You already knew this one would be here. But Bebop isn’t just a jazz anime. It’s a genre fusion machine with hard bop, blues, funk, opera, and more. Tank! is iconic, sure, but dig deeper than just what the ‘Seatbelts’ have to offer and you’ll find tracks, like Green Bird, Elm, and Space Lion that redefine anti-gravitational sadness.
Firefighting mecha anarchists yelling over EDM guitars and glitch choirs. This soundtrack is extra in all the best ways. If you don’t want to run through a wall by track three, are you even alive?
Every indie couple we knew in 2017 played this album on repeat, but it holds up. It’s tender, cosmic, and weirdly restrained. Sparkle and Zenzenzense are time-travel love ballads disguised as J-rock.
This one is like breathing. Hisaishi’s piano themes are lullabies for liminal spaces. One Summer’s Day is what nostalgia sounds like if you poured it into a teacup and let it cool. Hisaishi is an artist in his own league, and if you ever get the chance to see him conduct it’s mastery. It’s no wonder that Miyazaki-san comes back to this powerhouse collaborator time and time again. So few are equals- these two have been for decades.
Power-pop meets puberty rage. The Pillows made six episodes feel like a garage band mixtape from your cooler imaginary friend. Ride on Shooting Star still slaps- whether or not you have a mustard yellow Scooter to cruise on- but we recommend you grab that gauntlet and get yourself a ride.
Underrated bossa nova, samba, and funk influence makes this feel like a film by Quentin Tarantino met a street-level anime god. Listen to this with good headphones, nothing but time on your hands, and worse intentions.
The sound of this show sticks with you in ways the visuals can’t even touch. Ambient dread meets haunted electronica. Devilman No Uta is lullaby-core if the lullaby was written in hell. We’ve got it on our Halloween playlist every October- and you really should too.
Yoko Kanno is a figure in anime whose legacy can outdo whole studios and it’s no surprise that this marks her second entry on even a short list. Wolf’s Rain is among her best- and maybe the most slept-on. Ethereal choral work, whispered vocals, icy piano loops, guitar licks that transform a very Japanese fable into something that feels like it spring out of the desert Hopi reservations of Arizona, -this is winter ending and something wilder taking its place.
Yes. Yes we did. Again. Because she did, again. (Seriously, Yoko is anime’s Mozart) But 2nd GIG’s OST is where Kanno goes industrial, glitchy, and full-scale cinematic. “Rise” and “I Can’t Be Cool” feel like future-warfare anthems for ghosts and cyborgs.
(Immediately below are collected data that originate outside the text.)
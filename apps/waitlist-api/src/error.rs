//! Error types for the waitlist API

use axum::{
    http::StatusCode,
    response::{IntoResponse, Response},
    Json,
};
use shared_types::waitlist::EMAIL_REQUIRED;
use shared_types::ErrorBody;
use thiserror::Error;

use crate::store::StoreError;

#[derive(Debug, Error)]
pub enum ApiError {
    #[error("{}", EMAIL_REQUIRED)]
    EmailRequired,

    #[error("Invalid request: {0}")]
    InvalidRequest(String),

    /// Store failure other than a missing table; message passed through
    #[error(transparent)]
    Store(#[from] StoreError),
}

impl ApiError {
    pub fn status(&self) -> StatusCode {
        match self {
            ApiError::EmailRequired | ApiError::InvalidRequest(_) => StatusCode::BAD_REQUEST,
            ApiError::Store(_) => StatusCode::INTERNAL_SERVER_ERROR,
        }
    }
}

impl IntoResponse for ApiError {
    fn into_response(self) -> Response {
        let status = self.status();
        if status.is_server_error() {
            tracing::error!("Waitlist API error: {}", self);
        } else {
            tracing::debug!("Rejected request: {}", self);
        }

        let body = ErrorBody {
            error: self.to_string(),
        };

        (status, Json(body)).into_response()
    }
}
Peanut butter & jelly, milk tea and boba, french fries & a Wendy’s Frosty… fusion-funk electrojazz and cyberpunk anime— it’s a match for the ages and if Watanabe + Kamasi Washington does not change your relationship with music, nothing will- Washington and his band have been redefining jazz into an amalgam of hip hop and gospel, world rhythms and classic mid-century bebop- (not to mention he features prominently in a pitch-perfect series finale of the long-burning tv thriller Homeland… he’s a genre in and of himself and nothing could be better for his work than this landmark, long awaited drop.
Strictly speaking, Steven Universe is a “cartoon” more than an anime, and this article, while focused on the latter, but we would be INSANE to skip this legendary set of music-meets-animation spectacularity. Steven Universe’s identity is strictly a dualistic one- at times light hearted and driven, at others- so heavy and brilliant and above and beyond “children’s programming” it will weigh your heart to the ground and then send you crying into your blanket. So of course, the same duality exists in it’s tremendous soundtrack- with electronic 8-bit wonder layered through the minimalism of Aivi & Surasshu’s game-ified scoring and then cutting, emotionally resonant music theatre storytelling coming from the folk-opera lyricism of the show’s creator Rebecca Sugar. Like a show that is filled with imbalances and creative lifts: there is a never ending bevy of unexpected joy and cutting, driving thematic wonder in this not-to-be overlooked cult classic.